Prompt
Print, in exact form, the lines below from the one containing "pub struct CityStatus" through the one containing "pub fn failed(error: ScrapeError)", and omit all others.

Excerpted records
------------

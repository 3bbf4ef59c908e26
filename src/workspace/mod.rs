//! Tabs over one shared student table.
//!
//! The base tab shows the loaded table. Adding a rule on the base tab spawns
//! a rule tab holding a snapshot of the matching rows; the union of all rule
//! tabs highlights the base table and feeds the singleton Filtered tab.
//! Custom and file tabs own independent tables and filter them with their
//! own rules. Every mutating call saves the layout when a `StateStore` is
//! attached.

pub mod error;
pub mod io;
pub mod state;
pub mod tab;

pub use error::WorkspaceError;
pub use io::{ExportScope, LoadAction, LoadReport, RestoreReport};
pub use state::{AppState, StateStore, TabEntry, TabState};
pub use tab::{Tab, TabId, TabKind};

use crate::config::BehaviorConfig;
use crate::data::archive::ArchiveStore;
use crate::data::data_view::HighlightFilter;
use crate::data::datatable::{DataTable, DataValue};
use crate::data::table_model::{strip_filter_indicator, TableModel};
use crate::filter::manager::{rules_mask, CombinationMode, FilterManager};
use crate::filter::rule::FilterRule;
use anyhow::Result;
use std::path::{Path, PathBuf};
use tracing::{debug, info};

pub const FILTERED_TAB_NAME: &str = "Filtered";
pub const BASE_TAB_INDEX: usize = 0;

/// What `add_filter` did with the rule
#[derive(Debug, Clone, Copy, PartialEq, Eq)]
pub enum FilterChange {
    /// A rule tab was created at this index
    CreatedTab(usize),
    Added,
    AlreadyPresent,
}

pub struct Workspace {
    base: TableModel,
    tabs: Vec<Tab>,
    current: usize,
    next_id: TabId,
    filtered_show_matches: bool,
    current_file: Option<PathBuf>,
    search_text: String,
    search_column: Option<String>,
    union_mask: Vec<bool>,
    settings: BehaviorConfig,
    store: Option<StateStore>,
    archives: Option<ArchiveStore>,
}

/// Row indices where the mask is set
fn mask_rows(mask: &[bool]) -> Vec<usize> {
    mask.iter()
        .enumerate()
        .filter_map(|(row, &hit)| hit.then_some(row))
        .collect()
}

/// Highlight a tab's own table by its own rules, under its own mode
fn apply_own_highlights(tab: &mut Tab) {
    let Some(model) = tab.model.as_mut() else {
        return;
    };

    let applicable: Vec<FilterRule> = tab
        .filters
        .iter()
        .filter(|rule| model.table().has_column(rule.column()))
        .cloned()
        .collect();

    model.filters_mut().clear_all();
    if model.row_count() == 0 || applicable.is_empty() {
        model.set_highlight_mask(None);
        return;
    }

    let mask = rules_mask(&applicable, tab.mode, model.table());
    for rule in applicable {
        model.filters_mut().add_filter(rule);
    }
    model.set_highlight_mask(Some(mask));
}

------------

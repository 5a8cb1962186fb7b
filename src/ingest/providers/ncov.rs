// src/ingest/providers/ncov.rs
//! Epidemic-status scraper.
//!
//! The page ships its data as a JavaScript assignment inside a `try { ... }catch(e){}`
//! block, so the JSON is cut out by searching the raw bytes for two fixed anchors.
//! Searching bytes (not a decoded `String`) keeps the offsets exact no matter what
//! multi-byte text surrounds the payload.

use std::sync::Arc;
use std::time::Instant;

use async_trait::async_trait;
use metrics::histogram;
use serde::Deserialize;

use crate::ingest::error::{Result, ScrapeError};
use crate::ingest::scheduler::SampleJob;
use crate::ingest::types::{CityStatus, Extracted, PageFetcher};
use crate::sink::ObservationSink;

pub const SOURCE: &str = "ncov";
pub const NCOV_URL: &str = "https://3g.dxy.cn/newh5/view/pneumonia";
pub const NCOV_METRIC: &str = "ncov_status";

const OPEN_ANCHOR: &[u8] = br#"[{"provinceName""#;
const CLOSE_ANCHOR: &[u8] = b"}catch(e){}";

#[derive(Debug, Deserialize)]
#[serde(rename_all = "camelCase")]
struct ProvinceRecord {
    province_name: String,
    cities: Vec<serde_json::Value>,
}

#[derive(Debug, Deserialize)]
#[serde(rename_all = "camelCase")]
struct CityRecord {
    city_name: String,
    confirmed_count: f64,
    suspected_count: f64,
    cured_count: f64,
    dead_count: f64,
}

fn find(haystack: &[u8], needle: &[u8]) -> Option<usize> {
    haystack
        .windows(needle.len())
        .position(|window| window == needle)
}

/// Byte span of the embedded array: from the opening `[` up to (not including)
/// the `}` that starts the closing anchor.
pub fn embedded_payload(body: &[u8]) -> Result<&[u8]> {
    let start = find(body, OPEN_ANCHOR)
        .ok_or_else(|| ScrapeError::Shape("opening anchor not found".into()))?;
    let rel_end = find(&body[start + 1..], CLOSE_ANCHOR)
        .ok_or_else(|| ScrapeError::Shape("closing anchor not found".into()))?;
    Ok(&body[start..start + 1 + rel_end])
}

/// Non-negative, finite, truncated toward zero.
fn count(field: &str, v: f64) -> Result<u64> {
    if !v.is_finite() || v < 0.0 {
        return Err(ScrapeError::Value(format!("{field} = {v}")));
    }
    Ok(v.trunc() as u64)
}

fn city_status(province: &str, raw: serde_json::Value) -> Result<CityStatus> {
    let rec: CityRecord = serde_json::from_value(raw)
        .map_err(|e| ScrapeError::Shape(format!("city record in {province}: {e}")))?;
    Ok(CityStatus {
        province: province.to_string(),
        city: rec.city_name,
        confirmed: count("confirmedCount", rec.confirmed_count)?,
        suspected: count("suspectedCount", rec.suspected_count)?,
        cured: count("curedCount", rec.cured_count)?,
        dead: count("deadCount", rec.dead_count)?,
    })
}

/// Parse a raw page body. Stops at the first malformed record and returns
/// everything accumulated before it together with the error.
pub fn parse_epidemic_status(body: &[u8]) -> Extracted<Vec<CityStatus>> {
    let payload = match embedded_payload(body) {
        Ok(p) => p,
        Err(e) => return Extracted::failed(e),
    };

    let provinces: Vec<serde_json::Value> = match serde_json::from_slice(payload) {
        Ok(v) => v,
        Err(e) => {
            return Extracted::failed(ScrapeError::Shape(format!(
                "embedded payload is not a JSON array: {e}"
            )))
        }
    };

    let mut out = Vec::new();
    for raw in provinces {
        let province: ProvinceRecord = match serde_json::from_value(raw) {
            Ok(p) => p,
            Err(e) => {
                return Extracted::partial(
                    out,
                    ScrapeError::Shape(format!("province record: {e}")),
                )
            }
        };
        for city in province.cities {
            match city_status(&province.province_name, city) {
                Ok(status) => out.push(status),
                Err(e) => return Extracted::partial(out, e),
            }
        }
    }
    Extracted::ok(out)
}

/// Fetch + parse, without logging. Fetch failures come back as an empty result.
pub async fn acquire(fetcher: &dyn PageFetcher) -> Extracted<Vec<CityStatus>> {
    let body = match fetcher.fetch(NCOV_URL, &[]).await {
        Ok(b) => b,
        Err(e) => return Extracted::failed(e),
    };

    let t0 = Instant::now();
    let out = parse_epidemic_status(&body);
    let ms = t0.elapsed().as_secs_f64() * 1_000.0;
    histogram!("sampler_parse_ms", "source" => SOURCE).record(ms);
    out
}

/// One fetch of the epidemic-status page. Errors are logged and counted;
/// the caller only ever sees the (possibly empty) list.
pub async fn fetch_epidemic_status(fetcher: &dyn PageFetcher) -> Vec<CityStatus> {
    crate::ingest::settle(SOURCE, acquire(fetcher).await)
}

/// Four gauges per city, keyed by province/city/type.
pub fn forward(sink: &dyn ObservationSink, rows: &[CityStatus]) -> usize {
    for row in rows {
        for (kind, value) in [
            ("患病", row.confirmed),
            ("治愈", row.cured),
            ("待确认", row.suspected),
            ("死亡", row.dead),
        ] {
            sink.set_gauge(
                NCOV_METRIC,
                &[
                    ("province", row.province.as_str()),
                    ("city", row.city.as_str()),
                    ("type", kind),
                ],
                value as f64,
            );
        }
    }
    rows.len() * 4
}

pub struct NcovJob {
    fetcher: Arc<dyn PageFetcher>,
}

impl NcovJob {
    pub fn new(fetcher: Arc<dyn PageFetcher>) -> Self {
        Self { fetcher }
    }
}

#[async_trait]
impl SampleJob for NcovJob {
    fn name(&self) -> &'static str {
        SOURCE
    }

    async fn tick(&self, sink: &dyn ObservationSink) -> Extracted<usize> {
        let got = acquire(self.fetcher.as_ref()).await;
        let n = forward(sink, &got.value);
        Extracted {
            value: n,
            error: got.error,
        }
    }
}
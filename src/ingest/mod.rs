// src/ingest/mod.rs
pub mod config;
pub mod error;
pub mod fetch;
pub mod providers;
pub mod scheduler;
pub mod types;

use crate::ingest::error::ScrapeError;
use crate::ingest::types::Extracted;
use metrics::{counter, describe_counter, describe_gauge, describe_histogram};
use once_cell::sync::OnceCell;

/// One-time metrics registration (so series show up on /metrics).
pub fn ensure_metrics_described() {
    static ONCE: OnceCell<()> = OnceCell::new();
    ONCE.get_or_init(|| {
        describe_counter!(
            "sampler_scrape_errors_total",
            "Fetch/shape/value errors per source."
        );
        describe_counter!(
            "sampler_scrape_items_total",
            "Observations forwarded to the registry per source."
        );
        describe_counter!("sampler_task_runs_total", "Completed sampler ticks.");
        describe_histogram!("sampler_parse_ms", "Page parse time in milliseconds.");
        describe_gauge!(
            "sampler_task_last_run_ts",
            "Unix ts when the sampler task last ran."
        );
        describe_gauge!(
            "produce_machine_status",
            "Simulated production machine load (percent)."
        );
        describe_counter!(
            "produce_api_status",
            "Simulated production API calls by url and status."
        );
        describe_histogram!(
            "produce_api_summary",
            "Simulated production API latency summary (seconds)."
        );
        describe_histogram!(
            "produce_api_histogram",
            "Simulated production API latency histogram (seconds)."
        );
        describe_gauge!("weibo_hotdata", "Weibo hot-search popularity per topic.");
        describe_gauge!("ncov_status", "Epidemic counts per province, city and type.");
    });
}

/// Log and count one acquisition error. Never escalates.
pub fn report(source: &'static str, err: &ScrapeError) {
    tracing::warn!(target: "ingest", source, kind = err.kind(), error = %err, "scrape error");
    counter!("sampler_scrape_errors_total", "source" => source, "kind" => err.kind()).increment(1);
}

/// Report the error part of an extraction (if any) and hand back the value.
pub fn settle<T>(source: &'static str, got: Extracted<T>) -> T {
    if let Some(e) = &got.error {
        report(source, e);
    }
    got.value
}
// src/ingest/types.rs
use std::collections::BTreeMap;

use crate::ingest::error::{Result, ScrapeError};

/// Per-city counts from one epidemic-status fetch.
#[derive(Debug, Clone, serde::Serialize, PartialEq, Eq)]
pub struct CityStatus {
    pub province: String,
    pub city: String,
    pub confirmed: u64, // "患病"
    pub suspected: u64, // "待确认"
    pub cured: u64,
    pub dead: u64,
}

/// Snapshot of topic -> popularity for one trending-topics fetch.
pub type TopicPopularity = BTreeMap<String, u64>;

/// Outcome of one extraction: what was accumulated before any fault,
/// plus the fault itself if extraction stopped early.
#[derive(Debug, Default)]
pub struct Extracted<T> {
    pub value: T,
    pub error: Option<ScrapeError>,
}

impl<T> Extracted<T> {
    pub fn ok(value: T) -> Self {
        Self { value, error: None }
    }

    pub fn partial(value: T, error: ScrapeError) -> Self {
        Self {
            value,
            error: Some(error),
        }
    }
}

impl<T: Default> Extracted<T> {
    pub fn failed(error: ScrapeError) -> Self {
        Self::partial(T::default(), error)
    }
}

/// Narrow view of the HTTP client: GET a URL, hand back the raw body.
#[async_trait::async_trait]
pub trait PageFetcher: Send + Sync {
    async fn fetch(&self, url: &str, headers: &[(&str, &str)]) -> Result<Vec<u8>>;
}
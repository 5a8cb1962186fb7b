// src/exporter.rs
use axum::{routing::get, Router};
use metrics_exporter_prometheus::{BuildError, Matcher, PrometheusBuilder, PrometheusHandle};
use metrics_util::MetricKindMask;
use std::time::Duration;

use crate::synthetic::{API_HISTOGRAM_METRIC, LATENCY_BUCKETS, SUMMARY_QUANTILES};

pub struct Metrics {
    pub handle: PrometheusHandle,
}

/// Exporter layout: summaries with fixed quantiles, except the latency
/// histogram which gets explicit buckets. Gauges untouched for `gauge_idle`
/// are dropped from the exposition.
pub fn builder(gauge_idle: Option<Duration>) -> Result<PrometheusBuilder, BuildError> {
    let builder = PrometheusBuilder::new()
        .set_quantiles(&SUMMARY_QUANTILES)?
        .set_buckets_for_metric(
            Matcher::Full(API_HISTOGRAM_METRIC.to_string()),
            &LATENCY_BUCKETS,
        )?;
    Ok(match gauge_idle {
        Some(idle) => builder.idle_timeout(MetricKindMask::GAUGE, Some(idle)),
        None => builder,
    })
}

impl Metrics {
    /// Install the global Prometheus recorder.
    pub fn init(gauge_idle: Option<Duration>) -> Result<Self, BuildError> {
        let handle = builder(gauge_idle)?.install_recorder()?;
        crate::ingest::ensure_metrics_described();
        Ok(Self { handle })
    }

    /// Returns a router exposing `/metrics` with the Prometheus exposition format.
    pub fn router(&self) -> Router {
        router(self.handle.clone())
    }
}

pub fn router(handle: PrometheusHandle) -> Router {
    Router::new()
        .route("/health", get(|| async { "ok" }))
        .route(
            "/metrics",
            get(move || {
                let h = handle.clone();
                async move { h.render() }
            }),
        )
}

------------

Result
pub struct CityStatus {
    pub province: String,
    pub city: String,
    pub confirmed: u64, // "患病"
    pub suspected: u64, // "待确认"
    pub cured: u64,
    pub dead: u64,
}

/// Snapshot of topic -> popularity for one trending-topics fetch.
pub type TopicPopularity = BTreeMap<String, u64>;

/// Outcome of one extraction: what was accumulated before any fault,
/// plus the fault itself if extraction stopped early.
#[derive(Debug, Default)]
pub struct Extracted<T> {
    pub value: T,
    pub error: Option<ScrapeError>,
}

impl<T> Extracted<T> {
    pub fn ok(value: T) -> Self {
        Self { value, error: None }
    }

    pub fn partial(value: T, error: ScrapeError) -> Self {
        Self {
            value,
            error: Some(error),
        }
    }
}

impl<T: Default> Extracted<T> {
    pub fn failed(error: ScrapeError) -> Self {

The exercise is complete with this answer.